I reduced our code to the following sample below.
When built in the old environment (VS 2008 + CUDA 3.0) it completes after 125 milliseconds.
When build with VS 2010 + CUDA 4.0 it completes after about 2500 milliseconds (20 times slower!) and most of the times the display stops responding within that time.

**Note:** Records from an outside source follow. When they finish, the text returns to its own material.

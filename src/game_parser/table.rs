//! Game track table
//!
//! The first 0x44 bytes of a sequence: sixteen big-endian track offsets
//! (zero marks an unused slot) followed by the division in ticks per quarter
//! note.

use crate::error::DecodeError;
use nom::{multi::count, number::complete::be_u32, IResult};

/// Number of track slots
pub const TRACK_SLOTS: usize = 16;

/// Slots including the trailing division
pub const TABLE_SLOTS: usize = TRACK_SLOTS + 1;

/// Table size in bytes, also the offset of the first track body
pub const TABLE_SIZE: usize = TABLE_SLOTS * 4;

/// Parsed track table
#[derive(Debug, Clone, Copy, PartialEq, Eq)]
pub struct GameTrackTable {
    offsets: [u32; TRACK_SLOTS],
    division: u32,
}

fn slots(input: &[u8]) -> IResult<&[u8], Vec<u32>> {
    count(be_u32, TABLE_SLOTS)(input)
}

impl GameTrackTable {
    /// Table with the given offsets and division
    pub fn new(offsets: [u32; TRACK_SLOTS], division: u32) -> Self {
        GameTrackTable { offsets, division }
    }

    /// Read the table from the start of `data`
    pub fn parse(data: &[u8]) -> Result<Self, DecodeError> {
        let (_, values) = slots(data).map_err(|_| DecodeError::TableTooSmall { len: data.len() })?;

        let mut offsets = [0u32; TRACK_SLOTS];
        offsets.copy_from_slice(&values[..TRACK_SLOTS]);
        Ok(GameTrackTable {
            offsets,
            division: values[TRACK_SLOTS],
        })
    }

    /// Serialize back to the 0x44-byte layout
    pub fn to_bytes(&self) -> Vec<u8> {
        let mut out = Vec::with_capacity(TABLE_SIZE);
        for offset in &self.offsets {
            out.extend_from_slice(&offset.to_be_bytes());
        }
        out.extend_from_slice(&self.division.to_be_bytes());
        out
    }

    /// Ticks per quarter note as stored
    pub fn division(&self) -> u32 {
        self.division
    }

    /// Offset stored in `slot` (zero when unused or out of range)
    pub fn offset(&self, slot: usize) -> u32 {
        self.offsets.get(slot).copied().unwrap_or(0)
    }

    /// Used slots and their offsets, in slot order
    pub fn tracks(&self) -> impl Iterator<Item = (usize, u32)> + '_ {
        self.offsets
            .iter()
            .enumerate()
            .filter(|(_, offset)| **offset != 0)
            .map(|(slot, &offset)| (slot, offset))
    }

    /// Number of used slots
    pub fn track_count(&self) -> usize {
        self.tracks().count()
    }
}

#[cfg(test)]
mod tests {
    use super::*;

    fn table_bytes(offsets: &[(usize, u32)], division: u32) -> Vec<u8> {
        let mut data = vec![0u8; TABLE_SIZE];
        for &(slot, offset) in offsets {
            data[slot * 4..slot * 4 + 4].copy_from_slice(&offset.to_be_bytes());
        }
        data[64..68].copy_from_slice(&division.to_be_bytes());
        data
    }

    #[test]
    fn test_parse_slots_and_division() {
        let data = table_bytes(&[(0, 0x44), (3, 0x80)], 480);
        let table = GameTrackTable::parse(&data).unwrap();
        assert_eq!(table.division(), 480);
        assert_eq!(table.track_count(), 2);
        assert_eq!(table.tracks().collect::<Vec<_>>(), vec![(0, 0x44), (3, 0x80)]);
        assert_eq!(table.offset(3), 0x80);
        assert_eq!(table.offset(1), 0);
        assert_eq!(table.offset(40), 0);
    }

    #[test]
    fn test_empty_table() {
        let table = GameTrackTable::parse(&[0u8; TABLE_SIZE]).unwrap();
        assert_eq!(table.track_count(), 0);
        assert_eq!(table.division(), 0);
    }

    #[test]
    fn test_short_buffer() {
        assert_eq!(
            GameTrackTable::parse(&[0u8; 0x40]),
            Err(DecodeError::TableTooSmall { len: 0x40 })
        );
    }

    #[test]
    fn test_to_bytes_matches_layout() {
        let data = table_bytes(&[(0, 0x44), (15, 0x1234)], 96);
        let table = GameTrackTable::parse(&data).unwrap();
        assert_eq!(table.to_bytes(), data);

        let mut offsets = [0u32; TRACK_SLOTS];
        offsets[0] = 0x44;
        offsets[15] = 0x1234;
        assert_eq!(GameTrackTable::new(offsets, 96), table);
    }
}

Could someone help me and tell me what did I do wrong?

Thanks, External Image

Israel

#include <stdio.h>

struct DataStruct
{
float m[6];
float3 data1;
float3 data2;
};

#define MAX_X_Y 700
#define NUM_DATA_OBJECTS 10000

global void Kernel ( DataStruct* data
, int* indices
)
{
for(int i = 0; i < NUM_DATA_OBJECTS; ++i)
{
int tiptr_i = indices[i];
if ( tiptr_i == 0 )
DataStruct tri = data[tiptr_i];
}
}

inline int iDivUp(int a, int b)
{
return (a + b - 1)/b;
}

#define NUM_THREADS_X (8)
#define NUM_THREADS_Y (8)
void RunKernel(void)
{
DataStruct* m_data = NULL;
int* m_indices = NULL;

cudaMalloc( (void**)&m_data, NUM_DATA_OBJECTS*sizeof(DataStruct));
cudaMalloc( (void**)&m_indices, NUM_DATA_OBJECTS*sizeof(int));

cudaMemset( (void*)m_data, 0 , NUM_DATA_OBJECTS*sizeof(DataStruct));
cudaMemset( (void*)m_indices, 0 , NUM_DATA_OBJECTS*sizeof(int));
	
dim3 dimBlock(NUM_THREADS_X, NUM_THREADS_Y);
dim3 dimGrid(iDivUp(MAX_X_Y, NUM_THREADS_X), iDivUp(MAX_X_Y, NUM_THREADS_Y) ); 

cudaGetLastError(); // reset the error code
Kernel<<<dimGrid, dimBlock>>>(m_data, m_indices);

cudaError err = cudaThreadSynchronize();
if ( err != 0 )
{
	const char *errstr = cudaGetErrorString(err);
	printf("Cuda error: (%d) %s.\n" , err, errstr);
}

}

Hello Israel,
I have similar problem with you.

In my case, when I use VS2008 + CUDA 4.0 + cuda_build_rule 4.0, my code runs bad.
However, if I use cuda_build_rule 3.0 in same environment, the code shows original performance.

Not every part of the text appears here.